Questioning Queerness: An Interview with Adil Mansoor

Adil Mansoor is certainly no stranger to The Andy Warhol Museum. As an artist educator, he facilitates a number of exciting museum programs, including studio activities at the Factory and an arts-based youth dialogue program called Dine and Discuss. I was thrilled to interview him for the “Questioning Queerness” blog series, as Caldwell Linker’s All Through the Night exhibition was extremely important to him, both as a photo subject/friend of Caldwell’s and as a dedicated contributor to the museum. Check out our conversation about the importance of Caldwell’s exhibit and activism within the Pittsburgh queer community! 

Adil Mansoor

What are your impressions of Caldwell’s exhibition, and how do you think the photos reflect the queer community in Pittsburgh?

I’ve been super jazzed about Caldwell’s exhibit. Seeing people that you know in your own community up on the walls in a museum is really exciting. And it’s at a museum I work at and care about deeply. It has been really amazing to get to engage people who are going through the museum in conversations about photos that I have a personal connection with.

One of my favorite things about the exhibit, other than specific images, is the way it’s laid out. I think both Caldwell and the curators did this beautiful job of presenting those images, as it reads like Facebook. The way I consume those images on a normal day is through Facebook, by seeing what Caldwell puts up after a queer event. To see them in almost that same mode in a museum is really cool, and it feels like you’re reading a Facebook wall!

What are your thoughts on Caldwell’s increasingly universal presence at a variety of events in Pittsburgh?

Getting to see their images all over the place has been really refreshing. If there’s anyone in the world that is going to try to capture a community in Pittsburgh, especially a community I’m a part of, I would definitely want it to be Caldwell. Knowing that it’s Caldwell approaching all of these different spaces and events makes me feel both safe and excited. Another way of thinking about it, for me, is that it’s not really a queer event yet if Caldwell isn’t there – but Caldwell always shows up!

Since you moved to Pittsburgh three years ago, how have you seen the queer community change over the years?

Something I’ve seen change over the years is that I’ve had greater access to a more diverse community within the queer community – more people of color, more people coming from different parts of the country, more people coming from different industries. So, it’s not just artists – it’s also people working in the service industry, doctors, teachers, etc. I also feel like there has definitely been more mainstream media attention on the Pittsburgh queer scene, especially because of Sharon Needles and Alaska. They’ve launched us into this public sphere that we were kind of floating on in a lot of ways.
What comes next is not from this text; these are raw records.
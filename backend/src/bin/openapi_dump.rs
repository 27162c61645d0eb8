//! Print the OpenAPI document as JSON.

use std::io::{self, Write};

use storefront::ApiDoc;
use utoipa::OpenApi;

fn main() -> color_eyre::Result<()> {
    let json = ApiDoc::openapi().to_pretty_json()?;
    let mut stdout = io::stdout().lock();
    writeln!(stdout, "{json}")?;
    Ok(())
}
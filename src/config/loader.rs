//! Configuration loading functionality.
//!
//! This module provides the [`ConfigLoader`] type for loading service
//! settings from a YAML file.

use chrono::NaiveDate;
use std::fs;
use std::path::Path;

use crate::error::{EngineError, EngineResult};

use super::types::ServiceConfig;

/// Loads and provides access to service configuration.
///
/// The file is a flat YAML mapping; every key is optional:
/// ```text
/// bind_address: "0.0.0.0:8080"
/// default_reference_date: "2025-04-03"
/// ```
///
/// # Example
///
/// ```no_run
/// use benefit_eligibility::config::ConfigLoader;
///
/// let loader = ConfigLoader::load("./config/service.yaml")?;
/// if let Some(date) = loader.default_reference_date() {
///     println!("Default reference date: {}", date);
/// }
/// # Ok::<(), benefit_eligibility::error::EngineError>(())
/// ```
#[derive(Debug, Clone, Default)]
pub struct ConfigLoader {
    config: ServiceConfig,
}

impl ConfigLoader {
    /// Loads configuration from the specified YAML file.
    ///
    /// # Returns
    ///
    /// Returns a `ConfigLoader` on success, or an error if:
    /// - The file does not exist or cannot be read
    /// - The file contains invalid YAML or unknown keys
    pub fn load<P: AsRef<Path>>(path: P) -> EngineResult<Self> {
        let path = path.as_ref();
        let path_str = path.display().to_string();

        let content = fs::read_to_string(path).map_err(|_| EngineError::ConfigNotFound {
            path: path_str.clone(),
        })?;

        Self::from_yaml_str(&content).map_err(|e| match e {
            EngineError::ConfigParseError { message, .. } => EngineError::ConfigParseError {
                path: path_str,
                message,
            },
            other => other,
        })
    }

    /// Parses configuration from YAML text.
    ///
    /// An empty document yields the default configuration.
    pub fn from_yaml_str(content: &str) -> EngineResult<Self> {
        if content.trim().is_empty() {
            return Ok(Self::default());
        }

        let config = serde_yaml::from_str::<ServiceConfig>(content).map_err(|e| {
            EngineError::ConfigParseError {
                path: "<inline>".to_string(),
                message: e.to_string(),
            }
        })?;

        Ok(Self { config })
    }

    /// Wraps an already-built configuration.
    pub fn from_config(config: ServiceConfig) -> Self {
        Self { config }
    }

    /// Returns the underlying service configuration.
    pub fn config(&self) -> &ServiceConfig {
        &self.config
    }

    /// Returns the configured fallback reference date, if any.
    pub fn default_reference_date(&self) -> Option<NaiveDate> {
        self.config.default_reference_date
    }

    /// Picks the explicit reference date, falling back to the configured one.
    pub fn resolve_reference_date(&self, explicit: Option<NaiveDate>) -> Option<NaiveDate> {
        explicit.or(self.config.default_reference_date)
    }
}
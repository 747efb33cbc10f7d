//! Error types for the Benefit Eligibility Engine.
//!
//! This module provides strongly-typed errors using the `thiserror` crate
//! for the structural failures that abort a classification run. Per-cell
//! problems such as malformed dates never surface here; the normalizer
//! absorbs them.

use chrono::NaiveDate;
use thiserror::Error;

/// The main error type for the Benefit Eligibility Engine.
///
/// # Example
///
/// ```
/// use benefit_eligibility::error::EngineError;
///
/// let error = EngineError::MissingColumns {
///     columns: vec!["입사일".to_string(), "직위".to_string()],
/// };
/// assert_eq!(error.to_string(), "Missing required columns: 입사일, 직위");
/// ```
#[derive(Debug, Error)]
pub enum EngineError {
    /// The input table lacks one or more columns the rules depend on.
    #[error("Missing required columns: {}", .columns.join(", "))]
    MissingColumns {
        /// Every required column that was not found in the header.
        columns: Vec<String>,
    },

    /// The input file has an extension no reader understands.
    #[error("Unsupported table format: '{extension}' (expected .csv, .xlsx or .xls)")]
    UnsupportedFormat {
        /// The offending extension, lowercased.
        extension: String,
    },

    /// The input table could not be read or parsed.
    #[error("Failed to read table '{source_name}': {message}")]
    TableRead {
        /// A file path or other description of where the table came from.
        source_name: String,
        /// A description of the read error.
        message: String,
    },

    /// The output table could not be written.
    #[error("Failed to write output table: {message}")]
    TableWrite {
        /// A description of the write error.
        message: String,
    },

    /// The tenure threshold cannot be computed for this reference date.
    #[error("Invalid reference date {date}: tenure threshold out of range")]
    InvalidReferenceDate {
        /// The reference date supplied for the run.
        date: NaiveDate,
    },

    /// Configuration file was not found at the specified path.
    #[error("Configuration file not found: {path}")]
    ConfigNotFound {
        /// The path that was not found.
        path: String,
    },

    /// Configuration file could not be parsed.
    #[error("Failed to parse configuration file '{path}': {message}")]
    ConfigParseError {
        /// The path to the file that failed to parse.
        path: String,
        /// A description of the parse error.
        message: String,
    },
}

/// A type alias for Results that return EngineError.
pub type EngineResult<T> = Result<T, EngineError>;
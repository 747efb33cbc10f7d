//! HTTP API module for the Benefit Eligibility Engine.
//!
//! This module provides the REST endpoints that accept a roster and a
//! reference date and return the retained rows as JSON or CSV.

mod handlers;
mod request;
mod response;
mod state;

pub use handlers::create_router;
pub use request::{ClassificationRequest, CsvClassificationQuery};
pub use response::{ApiError, ApiErrorResponse};
pub use state::AppState;
use std::io;
use std::path::PathBuf;

use anyhow::{Context, bail};
use chrono::NaiveDate;
use clap::{Parser, Subcommand};
use tracing::info;

use benefit_eligibility::api::{AppState, create_router};
use benefit_eligibility::config::ConfigLoader;
use benefit_eligibility::eligibility::classify_batch;
use benefit_eligibility::logging;
use benefit_eligibility::tabular::{read_table, write_csv, write_csv_file};

#[derive(Parser)]
#[command(name = "benefit-eligibility")]
#[command(about = "Classify employee rosters for benefit point payouts")]
#[command(version)]
struct Cli {
    #[command(subcommand)]
    command: Commands,

    /// Path to the service configuration file (YAML)
    #[arg(short, long, global = true)]
    config: Option<PathBuf>,
}

#[derive(Subcommand)]
enum Commands {
    /// Classify a roster file and export the retained rows as CSV
    Classify {
        /// Roster to read (.csv, .xlsx or .xls)
        #[arg(short, long)]
        input: PathBuf,

        /// Reference date (YYYY-MM-DD); defaults to the configured date
        #[arg(short, long)]
        reference_date: Option<NaiveDate>,

        /// Where to write the CSV; stdout when omitted
        #[arg(short, long)]
        output: Option<PathBuf>,
    },

    /// Serve the HTTP API
    Serve {
        /// Address to bind; overrides the configured address
        #[arg(short, long)]
        bind: Option<String>,
    },
}

#[tokio::main]
async fn main() -> anyhow::Result<()> {
    logging::init();

    let cli = Cli::parse();
    let config = match &cli.config {
        Some(path) => ConfigLoader::load(path)
            .with_context(|| format!("loading configuration from {}", path.display()))?,
        None => ConfigLoader::default(),
    };

    match cli.command {
        Commands::Classify {
            input,
            reference_date,
            output,
        } => classify(&config, input, reference_date, output),
        Commands::Serve { bind } => serve(config, bind).await,
    }
}

fn classify(
    config: &ConfigLoader,
    input: PathBuf,
    reference_date: Option<NaiveDate>,
    output: Option<PathBuf>,
) -> anyhow::Result<()> {
    let Some(reference_date) = config.resolve_reference_date(reference_date) else {
        bail!("no reference date: pass --reference-date or set default_reference_date");
    };

    let table = read_table(&input)?;
    let report = classify_batch(table, reference_date)?;

    match &output {
        Some(path) => {
            write_csv_file(&report.records, path)?;
            info!(path = %path.display(), rows = report.records.len(), "Results written");
        }
        None => write_csv(&report.records, io::stdout().lock())?,
    }

    info!(
        eligible = report.summary.eligible,
        needs_review = report.summary.needs_review,
        excluded = report.summary.excluded,
        "Roster classified"
    );
    Ok(())
}

async fn serve(config: ConfigLoader, bind: Option<String>) -> anyhow::Result<()> {
    let address = bind.unwrap_or_else(|| config.config().bind_address.clone());
    let listener = tokio::net::TcpListener::bind(&address)
        .await
        .with_context(|| format!("binding {}", address))?;

    info!(address = %address, "Benefit eligibility API listening");
    axum::serve(listener, create_router(AppState::new(config))).await?;
    Ok(())
}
There are people that now think of Pittsburgh when they think of queer, which is cool!

What do you think is the biggest misconception about the Pittsburgh queer scene, and how do you hope to reverse or correct this notion?

I think a lot of people who have never been here might assume that we’re like Queer as Folk, which was a TV show filmed in Canada but fictionally set in Pittsburgh. I mean, there’s a similarity in that there is a place called Liberty Ave. in Pittsburgh, but it is not like the one in the show. There’s not this huge community that is bustling through these big dance clubs with cute boys everywhere. That is not the experience I’ve had here, and I’m thankful for that! But I think that show put out a really specific image that’s not accurate.

The way we start addressing this is that the people of Pittsburgh need to start realizing that image is out there. I didn’t even know that show was about Pittsburgh until I learned about it from teenagers. And we also need to make sure that we are promoting people like Caldwell. Caldwell’s images portray an aspect of the Pittsburgh community that is very real and genuine; everything in the photos actually happens! And the more that these images flood our media outlets, the more real and authentic I think our presentation is to the rest of the country. And I’m really excited and relieved that Caldwell’s work is at the Warhol, because this museum garners national and international attention, as it should. And to have someone representing our community that intelligently is awesome!

 

Adil is the performance programs director for Dreams of Hope, an LGBTQA youth arts organization in Pittsburgh. DOH is currently recruiting people for the performance group. For more information, please visit www.dreamsofhope.com.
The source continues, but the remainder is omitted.